A “Weird” Approach for Rare Diseases Patients served by Lin’s organization have the unusual and dignifying opportunity to help drive research designed to create cures for their own ailments. Lin describes this change as the beginning of a new model:
But I think this is the beginning of a paradigm shift. Even at TEDGlobal, John Wilbanks talking about more open data, and patients owning their own data. Slowly, patients are now owning their data, participating in their research and having more control. (There are even more extreme cases, where the patients are doing research themselves in their garages!) The research area we’re working in is pretty new in itself as well. Bringing together these new things with a twist makes us weird in what we do. But this unique combination allows for helping these patients who otherwise cannot be helped. So we’re proud that we’re weird!
Thankfully the healing “weirdness” doesn’t stop with individual patients.
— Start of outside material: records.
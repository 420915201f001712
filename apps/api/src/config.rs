//! Gateway configuration
//!
//! Sources, lowest precedence first:
//! 1. Built-in defaults
//! 2. `config.yaml` (or the file named by `DPC_CONFIG`)
//! 3. Environment variables prefixed `DPC_`, nested with `__`
//!    (for example `DPC_ATTRIBUTION__URL`, `DPC_AUTH__MODE=header`)

use config::{Environment, File};
use serde::Deserialize;
use std::net::SocketAddr;
use std::path::PathBuf;

const DEFAULT_CONFIG_FILE: &str = "config.yaml";

#[derive(Debug, Clone, Deserialize)]
#[serde(default)]
pub struct Config {
    pub public_server: ServerConfig,
    pub admin_server: ServerConfig,
    pub attribution: AttributionConfig,
    pub ssas: SsasConfig,
    pub auth: AuthConfig,
    pub export: ExportConfig,
    pub logging: LoggingConfig,
}

impl Default for Config {
    fn default() -> Self {
        Self {
            public_server: ServerConfig::default(),
            admin_server: ServerConfig {
                port: 3011,
                ..ServerConfig::default()
            },
            attribution: AttributionConfig::default(),
            ssas: SsasConfig::default(),
            auth: AuthConfig::default(),
            export: ExportConfig::default(),
            logging: LoggingConfig::default(),
        }
    }
}

#[derive(Debug, Clone, Deserialize)]
#[serde(default)]
pub struct ServerConfig {
    pub host: String,
    pub port: u16,
    pub max_request_body_size: usize,
    /// Allowed CORS origins. Empty disables CORS headers.
    pub cors_origins: Vec<String>,
}

impl Default for ServerConfig {
    fn default() -> Self {
        Self {
            host: "0.0.0.0".to_string(),
            port: 3000,
            max_request_body_size: 10 * 1024 * 1024,
            cors_origins: Vec::new(),
        }
    }
}

impl ServerConfig {
    pub fn socket_addr(&self) -> anyhow::Result<SocketAddr> {
        Ok(format!("{}:{}", self.host, self.port).parse()?)
    }
}

#[derive(Debug, Clone, Deserialize)]
#[serde(default)]
pub struct AttributionConfig {
    pub url: String,
    /// Attempts after the first one for connection failures and 5xx answers.
    pub retries: u32,
    pub retry_delay_ms: u64,
    pub timeout_seconds: u64,
}

impl Default for AttributionConfig {
    fn default() -> Self {
        Self {
            url: "http://localhost:3001".to_string(),
            retries: 3,
            retry_delay_ms: 250,
            timeout_seconds: 30,
        }
    }
}

#[derive(Debug, Clone, Deserialize)]
#[serde(default)]
pub struct SsasConfig {
    /// Public token endpoint base (`/v2/token`).
    pub public_url: String,
    /// Admin base used for token introspection.
    pub admin_url: String,
    pub client_id: String,
    pub client_secret: String,
    pub retries: u32,
    pub retry_delay_ms: u64,
    pub timeout_seconds: u64,
}

impl Default for SsasConfig {
    fn default() -> Self {
        Self {
            public_url: "http://localhost:3003".to_string(),
            admin_url: "http://localhost:3004".to_string(),
            client_id: String::new(),
            client_secret: String::new(),
            retries: 3,
            retry_delay_ms: 250,
            timeout_seconds: 30,
        }
    }
}

/// How the public API learns which organization a caller acts for.
#[derive(Debug, Clone, Copy, PartialEq, Eq, Deserialize)]
#[serde(rename_all = "lowercase")]
pub enum AuthMode {
    /// Bearer token introspected by the token service.
    Ssas,
    /// Trusted `X-ORG` header, for deployments behind an authenticating proxy.
    Header,
}

#[derive(Debug, Clone, Deserialize)]
#[serde(default)]
pub struct AuthConfig {
    pub mode: AuthMode,
}

impl Default for AuthConfig {
    fn default() -> Self {
        Self {
            mode: AuthMode::Ssas,
        }
    }
}

#[derive(Debug, Clone, Deserialize)]
#[serde(default)]
pub struct ExportConfig {
    /// Directory the export workers write ndjson files into.
    pub directory: String,
    /// Public base of the API, used for `output[].url` in job status reports.
    pub api_path: String,
}

impl Default for ExportConfig {
    fn default() -> Self {
        Self {
            directory: "/tmp/dpc-export".to_string(),
            api_path: "http://localhost:3000/v2".to_string(),
        }
    }
}

#[derive(Debug, Clone, Deserialize)]
#[serde(default)]
pub struct LoggingConfig {
    pub level: String,
    pub json: bool,
    pub file_enabled: bool,
    pub file_directory: String,
    pub file_prefix: String,
    /// daily, hourly, minutely or never
    pub file_rotation: String,
    pub opentelemetry_enabled: bool,
    pub otlp_endpoint: String,
    pub otlp_timeout_seconds: u64,
    pub trace_sample_ratio: f64,
    pub service_name: String,
    pub service_version: Option<String>,
    pub deployment_environment: String,
}

impl Default for LoggingConfig {
    fn default() -> Self {
        Self {
            level: "info".to_string(),
            json: false,
            file_enabled: false,
            file_directory: "logs".to_string(),
            file_prefix: "dpc-api".to_string(),
            file_rotation: "daily".to_string(),
            opentelemetry_enabled: false,
            otlp_endpoint: "http://localhost:4317".to_string(),
            otlp_timeout_seconds: 10,
            trace_sample_ratio: 1.0,
            service_name: "dpc-api".to_string(),
            service_version: None,
            deployment_environment: "local".to_string(),
        }
    }
}

impl Config {
    pub fn load() -> anyhow::Result<Self> {
        let path = std::env::var("DPC_CONFIG")
            .map(PathBuf::from)
            .unwrap_or_else(|_| PathBuf::from(DEFAULT_CONFIG_FILE));

        let mut builder = config::Config::builder();
        if path.exists() {
            builder = builder.add_source(File::from(path));
        }
        builder = builder.add_source(
            Environment::with_prefix("DPC")
                .prefix_separator("_")
                .separator("__")
                .list_separator(",")
                .with_list_parse_key("public_server.cors_origins")
                .with_list_parse_key("admin_server.cors_origins")
                .try_parsing(true),
        );

        Ok(builder.build()?.try_deserialize()?)
    }

    pub fn validate(&self) -> Result<(), String> {
        for (name, server) in [("public_server", &self.public_server), ("admin_server", &self.admin_server)] {
            if server.port == 0 {
                return Err(format!("{name}.port must be > 0"));
            }
        }
        if self.public_server.port == self.admin_server.port
            && self.public_server.host == self.admin_server.host
        {
            return Err("public_server and admin_server must listen on different addresses".into());
        }
        url::Url::parse(&self.attribution.url)
            .map_err(|e| format!("attribution.url is not a valid URL: {e}"))?;
        if self.auth.mode == AuthMode::Ssas {
            url::Url::parse(&self.ssas.admin_url)
                .map_err(|e| format!("ssas.admin_url is not a valid URL: {e}"))?;
        }
        url::Url::parse(&self.ssas.public_url)
            .map_err(|e| format!("ssas.public_url is not a valid URL: {e}"))?;
        if !(0.0..=1.0).contains(&self.logging.trace_sample_ratio) {
            return Err("logging.trace_sample_ratio must be between 0.0 and 1.0".into());
        }
        Ok(())
    }
}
Banks of data and other resources shared across the research community are multiplying potential benefits from gains made on behalf of individuals. Harmonizing Doxologies The implication of the web of personal connections motivating and funding research could turn out to have an exponential growth trajectory. Surely such a compassionate twist to this double-helix-fixing development is a cause for praise—a material articulation of enthusiastic creativity on the part of Lin and his colleagues, and a gift worth rejoicing over for current and future recipients of tailor-made treatments. Of course, Dr. Lin is not the sole top-tier scientist inspired and instructed by the conviction that the discoveries of science reflect and draw us closer to our Creator. During the program introduction I spotted Jennifer Wiseman, chief of NASA’s ExoPlanets and Stellar Astrophysics Laboratory in the Astrophysics Science Division. One row back was Francis Collins, director of the National Institute of Health, renowned for his leadership of the Human Genome Project. I was reminded that if we listen, we can hear doxologies resounding through the elegant twists of the double helix, the ancient light captured in Dr. Wiseman’s deep-field telescope images and the reflections of people who take joy in work of many kinds. Lin concluded his talk the same way he began: “Lord, our Lord, how majestic is your name in all the earth.”